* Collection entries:
//! Illustrates the shape a stub generator emits for an IDL service
//! definition. This is hand-written scaffolding, not a code generator: a
//! real deployment would have this file (and `GreetingServiceStub`'s
//! methods) produced mechanically from a service definition.
//!
//! The pretend service:
//!
//! ```text
//! service GreetingService {
//!     endpoint greet(name: string, loud: optional<boolean>) -> string;
//! }
//! ```

use std::collections::HashMap;
use std::time::Duration;

use once_cell::sync::Lazy;
use rpc_runtime::channel::Channel;
use rpc_runtime::endpoint::{Endpoint, HttpMethod};
use rpc_runtime::error::RpcError;
use rpc_runtime::plain::PlainCodec;
use rpc_runtime::request::Request;
use rpc_runtime::runtime::Runtime;
use rpc_runtime::url_builder::PathTemplate;

/// Generated stubs hold one `Endpoint` per method, built once and reused.
static GREET_ENDPOINT: Lazy<Endpoint> =
    Lazy::new(|| Endpoint::new(HttpMethod::Get, PathTemplate::builder().fixed("greet").variable("name").build()));

/// The generated stub type. A real generator would name this after the
/// service (`GreetingServiceClient`) and emit one method per endpoint.
pub struct GreetingServiceClient<C> {
    channel: C,
    runtime: Runtime,
}

impl<C: Channel> GreetingServiceClient<C> {
    pub fn new(channel: C, runtime: Runtime) -> Self { GreetingServiceClient { channel, runtime } }

    /// The async facet: returns the decoded result directly.
    pub async fn greet(&self, name: &str, loud: Option<bool>) -> Result<String, RpcError> {
        if name.is_empty() {
            return Err(RpcError::precondition("name"));
        }

        let mut path_params = HashMap::new();
        path_params.insert("name".to_owned(), name.to_owned());

        let mut request = Request::builder();
        if let Some(loud) = loud {
            request = request.query("loud", loud.encode_plain()?);
        }
        let request = request.build().with_path_params(path_params);

        let response = self.channel.execute(&GREET_ENDPOINT, request).await?;
        self.runtime.body_serde().deserialize(&response)
    }

    /// The blocking facet: awaits the same future up to `timeout`,
    /// unwrapping the execution wrapper so callers observe the underlying
    /// failure directly rather than a nested one.
    pub fn greet_blocking(
        &self,
        handle: &tokio::runtime::Handle,
        name: &str,
        loud: Option<bool>,
        timeout: Duration,
    ) -> Result<String, RpcError> {
        handle.block_on(async {
            match tokio::time::timeout(timeout, self.greet(name, loud)).await {
                Ok(result) => result,
                Err(_) => Err(RpcError::Timeout(timeout)),
            }
        })
    }
}

// `Request` doesn't expose a `with_path_params` helper in the core crate
// (stubs build path params via the builder directly); this trait keeps the
// demo terse without reaching into private fields.
trait WithPathParams {
    fn with_path_params(self, params: HashMap<String, String>) -> Self;
}

impl WithPathParams for Request {
    fn with_path_params(mut self, params: HashMap<String, String>) -> Self {
        self.path_params = params;
        self
    }
}

fn main() {
    println!("this file demonstrates the generated-stub pattern; see its doc comment and tests");
}
//! [`Response`]: the transport-layer result handed back up the
//! [`crate::channel::Channel`] chain. The body is already fully buffered by
//! the time it reaches here.

/// A response produced by a transport. Status is preserved verbatim,
/// including non-2xx codes; the runtime never follows redirects and never
/// interprets the body itself (that's `BodySerDe`'s job).
pub struct Response {
    status: u16,
    content_type: Option<String>,
    body: Vec<u8>,
}

impl Response {
    pub fn new(status: u16, content_type: Option<String>, body: Vec<u8>) -> Self {
        Response {
            status,
            content_type,
            body,
        }
    }

    pub fn code(&self) -> u16 { self.status }

    pub fn content_type(&self) -> Option<&str> { self.content_type.as_deref() }

    pub fn is_success(&self) -> bool { (200..300).contains(&self.status) }

    /// Consumes the response, yielding its body bytes.
    pub fn into_body(self) -> Vec<u8> { self.body }

    pub fn body(&self) -> &[u8] { &self.body }
}
//! [`ErrorDecodingChannel`]: wraps an inner [`Channel`] and turns non-2xx
//! responses into [`RpcError::Remote`] via [`ErrorDecoder`], so stubs see a
//! single failure channel instead of having to branch on status codes
//! themselves.

use async_trait::async_trait;

use crate::channel::Channel;
use crate::endpoint::Endpoint;
use crate::error::RpcError;
use crate::remote_error::ErrorDecoder;
use crate::request::Request;
use crate::response::Response;

pub struct ErrorDecodingChannel<C> {
    inner: C,
}

impl<C: Channel> ErrorDecodingChannel<C> {
    pub fn new(inner: C) -> Self { ErrorDecodingChannel { inner } }
}

#[async_trait]
impl<C: Channel> Channel for ErrorDecodingChannel<C> {
    async fn execute(&self, endpoint: &Endpoint, request: Request) -> Result<Response, RpcError> {
        let response = self.inner.execute(endpoint, request).await?;
        if response.is_success() {
            return Ok(response);
        }

        match ErrorDecoder::decode(&response) {
            Ok(remote_error) => {
                log::debug!("remote error decoded: {remote_error}");
                Err(RpcError::Remote(remote_error))
            },
            Err(decode_failure) => Err(decode_failure),
        }
    }
}
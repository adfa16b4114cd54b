//! The [`Channel`] contract: the single composition seam between generated
//! stubs and the network. A transport implementation satisfies it directly;
//! cross-cutting concerns (retry, error decoding) wrap an inner `Channel`.

mod error_decoding;
mod reqwest_channel;
mod retry;

pub use error_decoding::ErrorDecodingChannel;
pub use reqwest_channel::ReqwestChannel;
pub use retry::RetryingChannel;

use async_trait::async_trait;

use crate::endpoint::Endpoint;
use crate::error::RpcError;
use crate::request::Request;
use crate::response::Response;

/// A uniform, single-method transport/decorator seam. Implementations must
/// be safe for concurrent use by multiple callers and hold no per-call
/// mutable state.
#[async_trait]
pub trait Channel: Send + Sync {
    async fn execute(&self, endpoint: &Endpoint, request: Request) -> Result<Response, RpcError>;
}

/// Blanket impl so a `Channel` can be shared behind an `Arc` and still
/// satisfy the trait.
#[async_trait]
impl<C: Channel + ?Sized> Channel for std::sync::Arc<C> {
    async fn execute(&self, endpoint: &Endpoint, request: Request) -> Result<Response, RpcError> {
        (**self).execute(endpoint, request).await
    }
}
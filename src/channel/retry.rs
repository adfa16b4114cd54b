//! [`RetryingChannel`]: replays the same [`Request`] against an inner
//! [`Channel`] up to `max_attempts` times, retrying only transport/IO-level
//! failures. HTTP responses (even non-2xx ones) are never retried here;
//! no backoff is applied between attempts.

use async_trait::async_trait;

use crate::channel::Channel;
use crate::endpoint::Endpoint;
use crate::error::RpcError;
use crate::request::Request;
use crate::response::Response;

pub struct RetryingChannel<C> {
    inner: C,
    max_attempts: u32,
}

impl<C: Channel> RetryingChannel<C> {
    /// `max_attempts` must be at least 1; a value of 1 disables retrying.
    pub fn new(inner: C, max_attempts: u32) -> Self {
        assert!(max_attempts >= 1, "max_attempts must be at least 1");
        RetryingChannel { inner, max_attempts }
    }
}

#[async_trait]
impl<C: Channel> Channel for RetryingChannel<C> {
    async fn execute(&self, endpoint: &Endpoint, request: Request) -> Result<Response, RpcError> {
        let mut attempt = 0;
        loop {
            attempt += 1;
            match self.inner.execute(endpoint, request.clone()).await {
                Ok(response) => return Ok(response),
                Err(err) if attempt < self.max_attempts && err.is_retryable() => {
                    log::warn!(
                        "retrying after attempt {attempt}/{max_attempts}: {err}",
                        max_attempts = self.max_attempts
                    );
                    continue;
                },
                Err(err) => return Err(err),
            }
        }
    }
}

#[cfg(test)]
mod tests {
    use std::sync::atomic::{AtomicUsize, Ordering};
    use std::sync::Arc;

    use async_trait::async_trait;

    use super::*;
    use crate::url_builder::PathTemplate;

    struct ScriptedChannel {
        attempts: AtomicUsize,
        /// `true` means the attempt at this index fails with a retryable
        /// transport error; `false` means it succeeds.
        script: Vec<bool>,
    }

    #[async_trait]
    impl Channel for ScriptedChannel {
        async fn execute(&self, _endpoint: &Endpoint, _request: Request) -> Result<Response, RpcError> {
            let index = self.attempts.fetch_add(1, Ordering::SeqCst);
            if self.script.get(index).copied().unwrap_or(false) {
                Err(RpcError::Transport(Box::new(std::io::Error::new(
                    std::io::ErrorKind::Other,
                    "connect failed",
                ))))
            } else {
                Ok(Response::new(200, None, vec![]))
            }
        }
    }

    fn endpoint() -> Endpoint { Endpoint::new(crate::endpoint::HttpMethod::Get, PathTemplate::builder().build()) }

    #[tokio::test]
    async fn retries_to_success() {
        let inner = ScriptedChannel {
            attempts: AtomicUsize::new(0),
            script: vec![true, true, false],
        };
        let channel = RetryingChannel::new(inner, 3);

        let result = channel.execute(&endpoint(), Request::default()).await;

        assert!(result.is_ok());
        assert_eq!(channel.inner.attempts.load(Ordering::SeqCst), 3);
    }

    #[tokio::test]
    async fn exhausts_retries_and_surfaces_last_error() {
        let inner = ScriptedChannel {
            attempts: AtomicUsize::new(0),
            script: vec![true, true, true],
        };
        let channel = RetryingChannel::new(inner, 3);

        let result = channel.execute(&endpoint(), Request::default()).await;

        assert!(result.is_err());
        assert_eq!(channel.inner.attempts.load(Ordering::SeqCst), 3);
    }

    #[tokio::test]
    async fn passthrough_on_first_attempt_success() {
        let inner = ScriptedChannel {
            attempts: AtomicUsize::new(0),
            script: vec![false],
        };
        let channel = RetryingChannel::new(inner, 3);

        let result = channel.execute(&endpoint(), Request::default()).await;

        assert!(result.is_ok());
        assert_eq!(channel.inner.attempts.load(Ordering::SeqCst), 1);
    }

    #[tokio::test]
    async fn non_retryable_failures_are_not_retried() {
        struct AlwaysRuntimeError;

        #[async_trait]
        impl Channel for AlwaysRuntimeError {
            async fn execute(&self, _endpoint: &Endpoint, _request: Request) -> Result<Response, RpcError> {
                Err(RpcError::runtime("decode failed"))
            }
        }

        let channel = RetryingChannel::new(AlwaysRuntimeError, 5);
        let result = channel.execute(&endpoint(), Request::default()).await;
        assert!(result.is_err());
    }
}
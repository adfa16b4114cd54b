use super::Encoding;
use crate::error::RpcError;

/// The default encoding: proper JSON via `serde_json`.
pub struct JsonEncoding;

impl Encoding for JsonEncoding {
    fn content_type(&self) -> &str { "application/json" }

    fn serialize_value(&self, value: &serde_json::Value) -> Result<Vec<u8>, RpcError> {
        serde_json::to_vec(value).map_err(|e| RpcError::EncodeFailure(Box::new(e)))
    }

    fn deserialize_bytes(&self, bytes: &[u8]) -> Result<serde_json::Value, RpcError> {
        serde_json::from_slice(bytes).map_err(|e| RpcError::DeserializeFailure(Box::new(e)))
    }
}
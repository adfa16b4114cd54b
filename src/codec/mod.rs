//! The content-negotiating body codec: [`Encoding`] is a content-type-tagged
//! plugin, [`BodySerDe`] is the ordered registry of them that stub-generated
//! code is handed via [`crate::runtime::Runtime`].

mod json;
mod plain_text;

pub use json::JsonEncoding;
pub use plain_text::PlainTextEncoding;

use std::sync::Arc;

use serde::de::DeserializeOwned;
use serde::Serialize;

use crate::error::RpcError;
use crate::request::RequestBody;
use crate::response::Response;

/// A content-type-tagged codec plugin. Implementations are registered with
/// a [`BodySerDe`] in preference order.
pub trait Encoding: Send + Sync {
    /// This encoding's canonical content type, e.g. `application/json`.
    fn content_type(&self) -> &str;

    /// Whether this encoding handles a content type parsed from a response
    /// (media-type portion only, parameters like `charset` already
    /// stripped, compared case-insensitively).
    fn supports_content_type(&self, media_type: &str) -> bool { media_type.eq_ignore_ascii_case(self.content_type()) }

    /// Renders an already-converted `serde_json::Value` as this encoding's
    /// wire bytes. Using `Value` as the intermediate representation keeps
    /// `Encoding` object-safe while still letting each encoding pick its
    /// own wire shape (JSON proper, or a bare string for `text/plain`).
    fn serialize_value(&self, value: &serde_json::Value) -> Result<Vec<u8>, RpcError>;

    fn deserialize_bytes(&self, bytes: &[u8]) -> Result<serde_json::Value, RpcError>;
}

/// Strips `Content-Type` parameters (e.g. `; charset=UTF-8`), returning
/// just the `type/subtype` portion.
pub fn media_type(content_type: &str) -> &str { content_type.split(';').next().unwrap_or(content_type).trim() }

/// The content-negotiating façade over an ordered, non-empty list of
/// [`Encoding`]s. The first encoding registered is the default used for
/// serialization.
#[derive(Clone)]
pub struct BodySerDe {
    encodings: Arc<Vec<Arc<dyn Encoding>>>,
}

impl BodySerDe {
    /// Builds a registry from `encodings` in preference order. Panics if
    /// the list is empty; a `BodySerDe` with no encodings cannot satisfy
    /// its own invariant.
    pub fn new(encodings: Vec<Arc<dyn Encoding>>) -> Self {
        assert!(!encodings.is_empty(), "BodySerDe requires at least one Encoding");
        BodySerDe {
            encodings: Arc::new(encodings),
        }
    }

    /// The default, ecosystem-typical registry: JSON first, plain text
    /// second.
    pub fn with_default_encodings() -> Self {
        BodySerDe::new(vec![Arc::new(JsonEncoding), Arc::new(PlainTextEncoding)])
    }

    /// Serializes `value` using the default (first) encoding.
    pub fn serialize<T>(&self, value: &T) -> Result<RequestBody, RpcError>
    where
        T: Serialize,
    {
        let encoding = &self.encodings[0];
        let as_value = serde_json::to_value(value).map_err(|e| RpcError::EncodeFailure(Box::new(e)))?;
        let bytes = encoding.serialize_value(&as_value)?;
        Ok(RequestBody::new(encoding.content_type().to_owned(), bytes))
    }

    /// Performs content negotiation against `response`'s `Content-Type`
    /// header and deserializes the body through the first matching
    /// encoding.
    pub fn deserialize<T>(&self, response: &Response) -> Result<T, RpcError>
    where
        T: DeserializeOwned,
    {
        let content_type = response
            .content_type()
            .ok_or_else(|| RpcError::invalid_argument("Response is missing Content-Type header"))?;
        let media_type = media_type(content_type);

        let encoding = self.encodings.iter().find(|e| e.supports_content_type(media_type)).ok_or_else(|| {
            log::debug!(
                "content negotiation fell through: no registered encoding supports Content-Type {media_type}"
            );
            RpcError::UnsupportedMediaType
        })?;

        let value = encoding.deserialize_bytes(response.body())?;
        serde_json::from_value(value)
            .map_err(|e| RpcError::DeserializeFailure(Box::new(e)))
    }

    /// The empty-body deserializer used by unit-returning endpoints. Does
    /// not consult `Content-Type`; any non-empty body is a violation.
    pub fn deserialize_empty(&self, response: &Response) -> Result<(), RpcError> {
        if response.body().is_empty() {
            Ok(())
        } else {
            Err(RpcError::EmptyBodyViolation)
        }
    }
}

#[cfg(test)]
mod tests {
    use super::*;

    fn response_with(content_type: Option<&str>, body: &str) -> Response {
        Response::new(200, content_type.map(|s| s.to_owned()), body.as_bytes().to_vec())
    }

    #[test]
    fn content_type_match_picks_the_first_supporting_encoding() {
        let serde = BodySerDe::new(vec![Arc::new(JsonEncoding), Arc::new(PlainTextEncoding)]);

        let json_resp = response_with(Some("application/json"), "\"hello\"");
        let value: String = serde.deserialize(&json_resp).unwrap();
        assert_eq!(value, "hello");

        let text_resp = response_with(Some("text/plain"), "hello");
        let value: String = serde.deserialize(&text_resp).unwrap();
        assert_eq!(value, "hello");
    }

    #[test]
    fn missing_content_type_is_invalid_argument() {
        let serde = BodySerDe::new(vec![Arc::new(JsonEncoding)]);
        let resp = response_with(None, "hello");
        let err = serde.deserialize::<String>(&resp).unwrap_err();
        assert!(matches!(err, RpcError::InvalidArgument(m) if m.contains("Response is missing Content-Type header")));
    }

    #[test]
    fn unsupported_content_type_is_unsupported_media_type() {
        let serde = BodySerDe::new(vec![Arc::new(JsonEncoding)]);
        let resp = response_with(Some("application/unknown"), "hello");
        let err = serde.deserialize::<String>(&resp).unwrap_err();
        assert!(matches!(err, RpcError::UnsupportedMediaType));
    }

    #[test]
    fn serialize_uses_the_default_head_encoding() {
        let serde = BodySerDe::new(vec![Arc::new(PlainTextEncoding), Arc::new(JsonEncoding)]);
        let body = serde.serialize(&"test".to_owned()).unwrap();
        assert_eq!(body.content_type(), "text/plain");
    }

    #[test]
    fn empty_body_deserializer_accepts_only_empty_bodies() {
        let serde = BodySerDe::with_default_encodings();
        let empty = Response::new(204, None, vec![]);
        serde.deserialize_empty(&empty).unwrap();

        let non_empty = Response::new(200, None, vec![1]);
        let err = serde.deserialize_empty(&non_empty).unwrap_err();
        assert!(matches!(err, RpcError::EmptyBodyViolation));
    }
}
#![doc = include_str!("../README.md")]
#![cfg_attr(docsrs, feature(doc_cfg))]

pub use vc_serialize as serialize;
pub use vc_tree as tree;
pub use vc_utils as utils;
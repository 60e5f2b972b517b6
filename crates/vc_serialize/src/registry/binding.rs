use alloc::borrow::Cow;
use alloc::boxed::Box;
use alloc::format;
use alloc::sync::Arc;
use core::any::{Any, TypeId, type_name};

use crate::SerialError;
use crate::descriptor::TypeDescriptor;
use crate::protocol::{Decoder, Encoder};
use crate::serializer::SerializerRef;

// -----------------------------------------------------------------------------
// ErasedSerializer

/// A [`SerializerRef<T>`] with `T` erased, so bindings of different types
/// share one table.
pub(crate) trait ErasedSerializer: Send + Sync {
    fn type_name(&self) -> &'static str;

    /// The `TypeId` of the bound type, not of the serializer.
    fn value_type_id(&self) -> TypeId;

    fn descriptor(&self) -> &Arc<TypeDescriptor>;

    fn save_any(&self, encoder: &mut dyn Encoder, value: &dyn Any) -> Result<(), SerialError>;

    fn load_any(
        &self,
        decoder: &mut dyn Decoder,
    ) -> Result<Box<dyn Any + Send + Sync>, SerialError>;

    /// Returns the wrapped `SerializerRef<T>`.
    fn as_any(&self) -> &dyn Any;

    fn clone_box(&self) -> Box<dyn ErasedSerializer>;
}

struct TypedBinding<T: 'static> {
    serializer: SerializerRef<T>,
}

impl<T: Send + Sync + 'static> ErasedSerializer for TypedBinding<T> {
    #[inline]
    fn type_name(&self) -> &'static str {
        type_name::<T>()
    }

    #[inline]
    fn value_type_id(&self) -> TypeId {
        TypeId::of::<T>()
    }

    #[inline]
    fn descriptor(&self) -> &Arc<TypeDescriptor> {
        self.serializer.descriptor()
    }

    fn save_any(&self, encoder: &mut dyn Encoder, value: &dyn Any) -> Result<(), SerialError> {
        match value.downcast_ref::<T>() {
            Some(value) => self.serializer.save(encoder, value),
            None => Err(SerialError::custom(format!(
                "value passed to the binding of `{}` has a different type",
                type_name::<T>()
            ))),
        }
    }

    fn load_any(
        &self,
        decoder: &mut dyn Decoder,
    ) -> Result<Box<dyn Any + Send + Sync>, SerialError> {
        let value = self.serializer.load(decoder)?;
        Ok(Box::new(value))
    }

    #[inline]
    fn as_any(&self) -> &dyn Any {
        &self.serializer
    }

    fn clone_box(&self) -> Box<dyn ErasedSerializer> {
        Box::new(TypedBinding {
            serializer: self.serializer.clone(),
        })
    }
}

// -----------------------------------------------------------------------------
// Binding

/// One registry entry: a serializer and the serial name it is known by.
pub(crate) struct Binding {
    name: Cow<'static, str>,
    serializer: Box<dyn ErasedSerializer>,
}

impl Binding {
    pub(crate) fn new<T: Send + Sync + 'static>(
        name: Cow<'static, str>,
        serializer: SerializerRef<T>,
    ) -> Self {
        Self {
            name,
            serializer: Box::new(TypedBinding { serializer }),
        }
    }

    #[inline]
    pub(crate) fn name(&self) -> &Cow<'static, str> {
        &self.name
    }

    #[inline]
    pub(crate) fn value_type_id(&self) -> TypeId {
        self.serializer.value_type_id()
    }

    #[inline]
    pub(crate) fn erased(&self) -> &dyn ErasedSerializer {
        &*self.serializer
    }

    #[inline]
    pub(crate) fn typed<T: 'static>(&self) -> Option<SerializerRef<T>> {
        self.serializer
            .as_any()
            .downcast_ref::<SerializerRef<T>>()
            .cloned()
    }
}

impl Clone for Binding {
    fn clone(&self) -> Self {
        Self {
            name: self.name.clone(),
            serializer: self.serializer.clone_box(),
        }
    }
}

* Exercise details: Reproduce verbatim the lines above, from the line with "stripped, compared case-insensitively)." through the line with "intermediate representation keeps".

* Reply to the task:
    /// stripped, compared case-insensitively).
    fn supports_content_type(&self, media_type: &str) -> bool { media_type.eq_ignore_ascii_case(self.content_type()) }

    /// Renders an already-converted `serde_json::Value` as this encoding's
    /// wire bytes. Using `Value` as the intermediate representation keeps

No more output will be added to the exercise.